Sunday, April 21 2019
I don’t know her personally, but I have always liked the public character of Michele Bachmann. I remember defending her when she came under the heavy scrutiny, and unfair disparagement of the mainstream media during the era of the TEA Party and 2012 election cycle. And when ABC’s Diane Sawyer and Brian Ross tag-teamed on Bachmann to discredit her husband’s Christian counseling as anti-gay, I spoke up on their behalf.
That said, in recent days Ms. Bachmann has ventured into territory that I have no interest in defending or attempting to justify. Specifically, these made recently on a podcast hosted by Jan Markell, are at once indefensible and extremely unproductive:
It is disappointing enough to see so many conservatives who, for the sake of expediency, have willfully allowed Trumpism to become the modern definition of conservatism. But allowing the cross and the cause of Christ to become sullied by President Trump’s political conduct is a bridge entirely too far, and Bachmann should recant or restate these remarks immediately.
Christians who support the President should understand they have but one logical defense at their disposal: pragmatism. That is, a Christian can support Trump for his political alliance with them that has benefitted their agenda. I have no qualms with Bachmann, or anyone for that matter, making the case that Christians have seen more of their preferred policy goals achieved in Trump’s administration than any in recent memory. Even if I came to another conclusion about that, it’s a morally defensible position.
It’s what folks here in my home state of Indiana called the Bob Knight principle. Self-respecting IU fans knew that the chair throwing, player choking, and profanity spouting was wrong and an embarrassing stain on the university. They also knew Knight won games. So they made the pragmatic decision to offer support to a coach they wouldn’t write a character reference for in order to achieve athletic ends.
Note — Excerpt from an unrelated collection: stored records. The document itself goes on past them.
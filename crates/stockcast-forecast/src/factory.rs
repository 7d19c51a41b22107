//! Model factory.
//!
//! Builds the layered recurrent network from a layer-type token, a
//! configuration record, an input shape, and an activation name. The stack
//! is `iterations - 1` sequence-emitting recurrent layers each followed by
//! dropout at the configured rate, then a terminal recurrent layer, a fixed
//! dropout, and a single-unit dense head carrying the same activation.

use stockcast_layers::{Activation, Dense, Dropout, Recurrent};

use crate::error::{ForecastError, ForecastResult};
use crate::model::{LayerKind, ModelLayer, SequentialModel};
use crate::options::{ForecastOptions, InputShape};

/// Dropout rate applied after the terminal recurrent layer, independent of
/// the configured stacking rate.
const TERMINAL_DROPOUT: f32 = 0.1;

/// Resolves an activation name against the fixed allow-list.
///
/// With `fallback = None` an unknown name is a hard
/// [`ForecastError::UnknownActivation`]. Passing `Some(act)` substitutes
/// `act` for unknown names instead, reproducing the legacy
/// default-on-miss behavior.
pub fn resolve_activation(
    name: &str,
    fallback: Option<Activation>,
) -> ForecastResult<Activation> {
    match Activation::from_name(name) {
        Some(act) => Ok(act),
        None => fallback.ok_or_else(|| ForecastError::UnknownActivation {
            name: name.to_string(),
        }),
    }
}

/// Builds the sequential recurrent model described by the options.
///
/// # Errors
///
/// Returns [`ForecastError::Configuration`] for a degenerate iteration
/// count, unit count, dropout rate, or input shape, and
/// [`ForecastError::UnknownActivation`] under the strict resolution policy.
///
/// # Example
///
/// ```
/// use stockcast_forecast::factory::build_model;
/// use stockcast_forecast::model::LayerKind;
/// use stockcast_forecast::options::{ForecastOptions, InputShape};
///
/// let options = ForecastOptions::default().with_iterations(2).with_units(8);
/// let model = build_model(LayerKind::Lstm, &options, InputShape::new(10, 1), "tanh").unwrap();
/// assert_eq!(model.recurrent_count(), 2);
/// assert_eq!(model.dropout_count(), 2);
/// assert_eq!(model.dense_count(), 1);
/// ```
pub fn build_model(
    kind: LayerKind,
    options: &ForecastOptions,
    input_shape: InputShape,
    activation_name: &str,
) -> ForecastResult<SequentialModel> {
    validate(options, input_shape)?;
    let activation = resolve_activation(activation_name, options.fallback_activation)?;

    let mut layers = Vec::with_capacity(2 * options.iterations + 1);
    let mut in_dim = input_shape.features;
    let seed_base = 0x5eed ^ ((options.units as u64) << 8) ^ options.iterations as u64;

    // Stacked layers emit per-step sequences so the next recurrent layer
    // has a time axis to consume.
    for i in 0..options.iterations - 1 {
        let layer = make_recurrent(kind, in_dim, options.units, activation, true, seed_base + i as u64);
        in_dim = layer.output_size();
        layers.push(ModelLayer::Recurrent(layer));
        layers.push(ModelLayer::Dropout(
            Dropout::new(options.dropout).map_err(ForecastError::Layer)?,
        ));
    }

    // Terminal block: final hidden state, fixed dropout, single-unit head
    let terminal = make_recurrent(
        kind,
        in_dim,
        options.units,
        activation,
        false,
        seed_base + options.iterations as u64,
    );
    in_dim = terminal.output_size();
    layers.push(ModelLayer::Recurrent(terminal));
    layers.push(ModelLayer::Dropout(
        Dropout::new(TERMINAL_DROPOUT).map_err(ForecastError::Layer)?,
    ));
    layers.push(ModelLayer::Dense(Dense::with_activation(
        in_dim,
        1,
        Some(activation),
    )));

    Ok(SequentialModel::new(layers))
}

fn make_recurrent(
    kind: LayerKind,
    input_size: usize,
    units: usize,
    activation: Activation,
    return_sequences: bool,
    seed: u64,
) -> Recurrent {
    match kind {
        LayerKind::Lstm => Recurrent::lstm(input_size, units, activation, return_sequences, seed),
        LayerKind::Gru => Recurrent::gru(input_size, units, activation, return_sequences, seed),
        LayerKind::SimpleRnn => {
            Recurrent::simple_rnn(input_size, units, activation, return_sequences, seed)
        }
        LayerKind::Bidirectional => {
            Recurrent::bidirectional_lstm(input_size, units, activation, return_sequences, seed)
        }
    }
}

fn validate(options: &ForecastOptions, input_shape: InputShape) -> ForecastResult<()> {
    if options.iterations < 1 {
        return Err(ForecastError::Configuration {
            message: format!(
                "iterations must be at least 1, got {}",
                options.iterations
            ),
        });
    }
    if options.units < 1 {
        return Err(ForecastError::Configuration {
            message: "units must be at least 1".to_string(),
        });
    }
    if !(0.0..1.0).contains(&options.dropout) {
        return Err(ForecastError::Configuration {
            message: format!("dropout must be in [0, 1), got {}", options.dropout),
        });
    }
    if input_shape.timesteps < 1 || input_shape.features < 1 {
        return Err(ForecastError::Configuration {
            message: format!(
                "input shape must be at least (1, 1), got ({}, {})",
                input_shape.timesteps, input_shape.features
            ),
        });
    }
    Ok(())
}

#[cfg(test)]
mod tests {
    use super::*;
    use stockcast_layers::Tensor;

    fn options(iterations: usize) -> ForecastOptions {
        ForecastOptions::default()
            .with_iterations(iterations)
            .with_units(4)
            .with_dropout(0.2)
    }

    #[test]
    fn test_single_iteration_stack() {
        let model = build_model(LayerKind::Lstm, &options(1), InputShape::new(10, 1), "tanh")
            .unwrap();

        let names: Vec<&str> = model.layers().iter().map(|l| l.name()).collect();
        assert_eq!(names, vec!["LSTM", "Dropout", "Dense"]);

        // The only dropout is the fixed terminal one
        match &model.layers()[1] {
            ModelLayer::Dropout(d) => assert!((d.rate() - TERMINAL_DROPOUT).abs() < 1e-6),
            _ => unreachable!(),
        }
    }

    #[test]
    fn test_stacked_iteration_counts() {
        let model = build_model(LayerKind::Gru, &options(3), InputShape::new(10, 1), "tanh")
            .unwrap();

        assert_eq!(model.recurrent_count(), 3);
        assert_eq!(model.dropout_count(), 3);
        assert_eq!(model.dense_count(), 1);

        // First two dropouts carry the configured rate, the last the fixed one
        let rates: Vec<f32> = model
            .layers()
            .iter()
            .filter_map(|l| match l {
                ModelLayer::Dropout(d) => Some(d.rate()),
                _ => None,
            })
            .collect();
        assert!((rates[0] - 0.2).abs() < 1e-6);
        assert!((rates[1] - 0.2).abs() < 1e-6);
        assert!((rates[2] - TERMINAL_DROPOUT).abs() < 1e-6);
    }

    #[test]
    fn test_zero_iterations_is_configuration_error() {
        let err = build_model(LayerKind::Lstm, &options(0), InputShape::new(10, 1), "tanh")
            .unwrap_err();
        assert!(matches!(err, ForecastError::Configuration { .. }));
    }

    #[test]
    fn test_unknown_activation_strict() {
        let err = build_model(LayerKind::Lstm, &options(1), InputShape::new(10, 1), "bogus")
            .unwrap_err();
        assert!(matches!(
            err,
            ForecastError::UnknownActivation { ref name } if name == "bogus"
        ));
    }

    #[test]
    fn test_unknown_activation_legacy_fallback() {
        let opts = options(1).with_fallback_activation(Some(Activation::Tanh));
        let model =
            build_model(LayerKind::Lstm, &opts, InputShape::new(10, 1), "bogus").unwrap();
        match &model.layers()[0] {
            ModelLayer::Recurrent(r) => assert_eq!(r.activation(), Activation::Tanh),
            _ => unreachable!(),
        }
    }

    #[test]
    fn test_bidirectional_widens_head() {
        let model = build_model(
            LayerKind::Bidirectional,
            &options(2),
            InputShape::new(6, 1),
            "tanh",
        )
        .unwrap();

        // Forward pass confirms the doubled hidden width feeds the head
        let window = Tensor::zeros(&[2, 6, 1]);
        let output = model.forward(&window).unwrap();
        assert_eq!(output.shape(), &[2, 1]);

        match &model.layers()[model.layers().len() - 1] {
            ModelLayer::Dense(d) => assert_eq!(d.in_features(), 8), // 2 * units
            _ => unreachable!(),
        }
    }

    #[test]
    fn test_invalid_options_rejected() {
        let bad_units = options(1).with_units(0);
        assert!(build_model(LayerKind::Lstm, &bad_units, InputShape::new(10, 1), "tanh").is_err());

        let bad_dropout = options(1).with_dropout(1.0);
        assert!(
            build_model(LayerKind::Lstm, &bad_dropout, InputShape::new(10, 1), "tanh").is_err()
        );

        assert!(build_model(LayerKind::Lstm, &options(1), InputShape::new(0, 1), "tanh").is_err());
    }

    #[test]
    fn test_every_kind_builds_and_runs() {
        for kind in [
            LayerKind::Lstm,
            LayerKind::Gru,
            LayerKind::SimpleRnn,
            LayerKind::Bidirectional,
        ] {
            let model =
                build_model(kind, &options(2), InputShape::new(5, 1), "relu").unwrap();
            let output = model.forward(&Tensor::zeros(&[1, 5, 1])).unwrap();
            assert_eq!(output.shape(), &[1, 1]);
        }
    }
}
You could still argue, and many did, that such a calculation was moral compromise and those who made it lacked character to stand up for what was right. But it was a compromise that undoubtedly resulted in beneficial and noteworthy accomplishments for the school.
Politically, that’s precisely what Christians like Bachmann should be willing to admit they’ve done with Trump. They have chosen to support a profane, adulterous, and unrepentant egotist for the sake of achieving political ends. Others will argue that such moral compromise is unbecoming of believers, but the laundry list of Christian political objectives Bachmann cited in the podcast can be rattled off as pragmatic justification.
But intentionally confusing the petulant character of Donald Trump with that of a godly, biblical man is immensely damaging to the public witness of Christianity in our culture. That has to be our highest concern, far above any struggle for worldly power.